The strike at Cananea was now sometimes called the start of the Mexican Revolution. Several of the strike leaders who’d been condemned to the awful prison of San Juan de Ulúa were now generals, and the dead huelguistas were considered martyrs. It had been 1911 before the rebels actually took over Cananea. Colonel Greene had barely lived to see it. The 1907–08 panic all but ruined him with the sharp, sudden
drop in copper prices, but he’d salvaged what he could. On August 5, 1911, he lost the reins of the horses pulling his buggy and was thrown from it, smashing bones and puncturing a lung. He died of the pneumonia that set in.
Fayte, so far as Chris knew, was operating a mine south of Cananea, one owned, independently of Greene. Her young girl’s admiring adoration for him was dead, crushed by the bullet he’d sent into Cruz, though that wasn’t all of it. She could never have lived as an ornament in his house, a rare trophy, guarded, protected, but a thing.

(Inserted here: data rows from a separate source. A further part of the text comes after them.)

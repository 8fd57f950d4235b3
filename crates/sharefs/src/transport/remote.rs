use std::path::Path;

use async_trait::async_trait;
use diagnostics::{log_debug, log_error};

use crate::config::Config;
use crate::error::{Error, Result};
use crate::transport::LocationTransport;

/// Placeholder for the locally staged source path.
pub const SRC_PATH_PATTERN: &str = "%srcpath%";
/// Placeholder for the destination path on the target machine.
pub const DST_PATH_PATTERN: &str = "%dstpath%";
/// Placeholder for the destination machine name.
pub const DST_MACHINE_PATTERN: &str = "%dstmach%";

pub const CP_TEMPLATE_KEY: &str = "sharefs.remote.cp";
pub const RM_TEMPLATE_KEY: &str = "sharefs.remote.rm";
pub const MKDIR_TEMPLATE_KEY: &str = "sharefs.remote.mkdir";

/// Transport for locations reachable only via remote command execution.
///
/// Built from three command templates (copy, remove, mkdir). Each operation
/// substitutes the literal source/destination values into its template and
/// runs the result through `sh -c`; a non-zero exit (or signal termination)
/// is an error carrying the rendered command.
///
/// `lock_file` and `release` are no-ops: this transport provides **no
/// cross-machine mutual exclusion**. Callers must not rely on `lock` for
/// correctness when the remote transport is in use.
///
/// The `overwrite` flag on `copy_file` cannot be honored: existence on the
/// remote machine is not observable here, so the copy command always runs.
pub struct RemoteTransport {
    cp_template: String,
    rm_template: String,
    mkdir_template: String,
}

impl RemoteTransport {
    /// Validates that every template is present and contains its mandatory
    /// placeholders, failing fast with a configuration error otherwise.
    pub fn new(cp_template: &str, rm_template: &str, mkdir_template: &str) -> Result<Self> {
        validate_template(
            "cp",
            cp_template,
            &[SRC_PATH_PATTERN, DST_PATH_PATTERN, DST_MACHINE_PATTERN],
        )?;
        validate_template("rm", rm_template, &[DST_PATH_PATTERN, DST_MACHINE_PATTERN])?;
        validate_template(
            "mkdir",
            mkdir_template,
            &[DST_PATH_PATTERN, DST_MACHINE_PATTERN],
        )?;
        Ok(RemoteTransport {
            cp_template: cp_template.to_string(),
            rm_template: rm_template.to_string(),
            mkdir_template: mkdir_template.to_string(),
        })
    }

    /// Reads the three `sharefs.remote.*` template keys.
    pub fn from_config(config: &Config) -> Result<Self> {
        let get = |key: &str| {
            config
                .get(key)
                .ok_or_else(|| Error::config(format!("remote transport requires '{key}'")))
        };
        RemoteTransport::new(
            get(CP_TEMPLATE_KEY)?,
            get(RM_TEMPLATE_KEY)?,
            get(MKDIR_TEMPLATE_KEY)?,
        )
    }

    async fn run(&self, command: String) -> Result<()> {
        log_debug!("running remote command {command}", command: command.as_str());
        let status = tokio::process::Command::new("sh")
            .arg("-c")
            .arg(&command)
            .status()
            .await?;
        if !status.success() {
            log_error!("remote command failed {command}", command: command.as_str());
            return Err(Error::CommandFailed { command, status });
        }
        Ok(())
    }
}

fn validate_template(name: &str, template: &str, required: &[&str]) -> Result<()> {
    for pattern in required {
        if !template.contains(pattern) {
            return Err(Error::config(format!(
                "remote {name} template '{template}' is missing {pattern}"
            )));
        }
    }
    Ok(())
}

fn render(template: &str, machine: Option<&str>, src: Option<&Path>, dst: &Path) -> String {
    let mut command = template.replace(DST_PATH_PATTERN, &dst.display().to_string());
    command = command.replace(DST_MACHINE_PATTERN, machine.unwrap_or(""));
    if let Some(src) = src {
        command = command.replace(SRC_PATH_PATTERN, &src.display().to_string());
    }
    command
}

#[async_trait]
impl LocationTransport for RemoteTransport {
    async fn copy_file(
        &self,
        machine: Option<&str>,
        location: &Path,
        rel: &Path,
        src: &Path,
        _overwrite: bool,
    ) -> Result<()> {
        let dst = location.join(rel);
        if let Some(parent) = dst.parent() {
            self.run(render(&self.mkdir_template, machine, None, parent))
                .await?;
        }
        self.run(render(&self.cp_template, machine, Some(src), &dst))
            .await
    }

    async fn delete_file(&self, machine: Option<&str>, location: &Path, rel: &Path) -> Result<()> {
        self.run(render(&self.rm_template, machine, None, &location.join(rel)))
            .await
    }

    async fn rename_file(
        &self,
        machine: Option<&str>,
        location: &Path,
        src_rel: &Path,
        dst_rel: &Path,
        staged: &Path,
    ) -> Result<()> {
        // No remote rename primitive: re-copy the locally resolved bytes to
        // the new name, then remove the old one.
        self.copy_file(machine, location, dst_rel, staged, true)
            .await?;
        self.delete_file(machine, location, src_rel).await
    }

    async fn lock_file(
        &self,
        _machine: Option<&str>,
        _location: &Path,
        _rel: &Path,
        _exclusive: bool,
    ) -> Result<()> {
        // No cross-machine locking mechanism.
        Ok(())
    }

    async fn release(&self, _machine: Option<&str>, _location: &Path, _rel: &Path) -> Result<()> {
        Ok(())
    }
}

It must be precarious for a gringo in Mexico; it was dangerous for anyone. Carranza was now president, following the murder of Francisco Madero, the idealistic reformer who had been the first president after Porfirio Díaz was overthrown in 1910. Victoriano Huerta, who had conspired to kill Madero, had succeeded him, but Carranza, Villa, Obregon, Zapata, and other revolutionary chiefs refused to accept him and kept fighting the federales. Some U.S. Marines, landing at Tampico in 1914 for supplies, were arrested and held for an hour and a half. They were released with apologies, but Huerta refused to salute the American flag in reparation, and President Wilson had ordered a fleet to Tampico Bay. It seized the customs-house at Vera Cruz in April of 1914 and sent a detachment to Huerta, demanding an apology for the arrest of some Navy men. Mexico severed diplomatic relations with the U.S., but more serious, trouble was warded off by the offer of Brazil, Chile, and Argentina to arbitrate the dispute. The advancing revolutionary armies forced Huerta’s resignation in July. He sailed for Spain. During the ensuing chaos, Venustiano Carranza emerged as president, but it would be a long time before the volcano that was the revolution stopped erupting.
To Chris, there was strangeness in finding accounts in the Bisbee Daily Review of aerial battles over Europe fought at 6,000 to 19,000 feet, while across the border in Agua Prieta, Villistas were being shot against the wall.
Congress had passed a Selective Service bill May 18, and when a government agent had entered the Navajo reservation to register men for the draft, he’d been run off. In Phoenix thirty-seven Russian conscientious objectors had gone to prison. In a raid over London German planes killed ninety-seven people and wounded more than four hundred. On June 20, 1917, England finally gave women the vote. The next day in Washington, a mob tore down suffragette flags.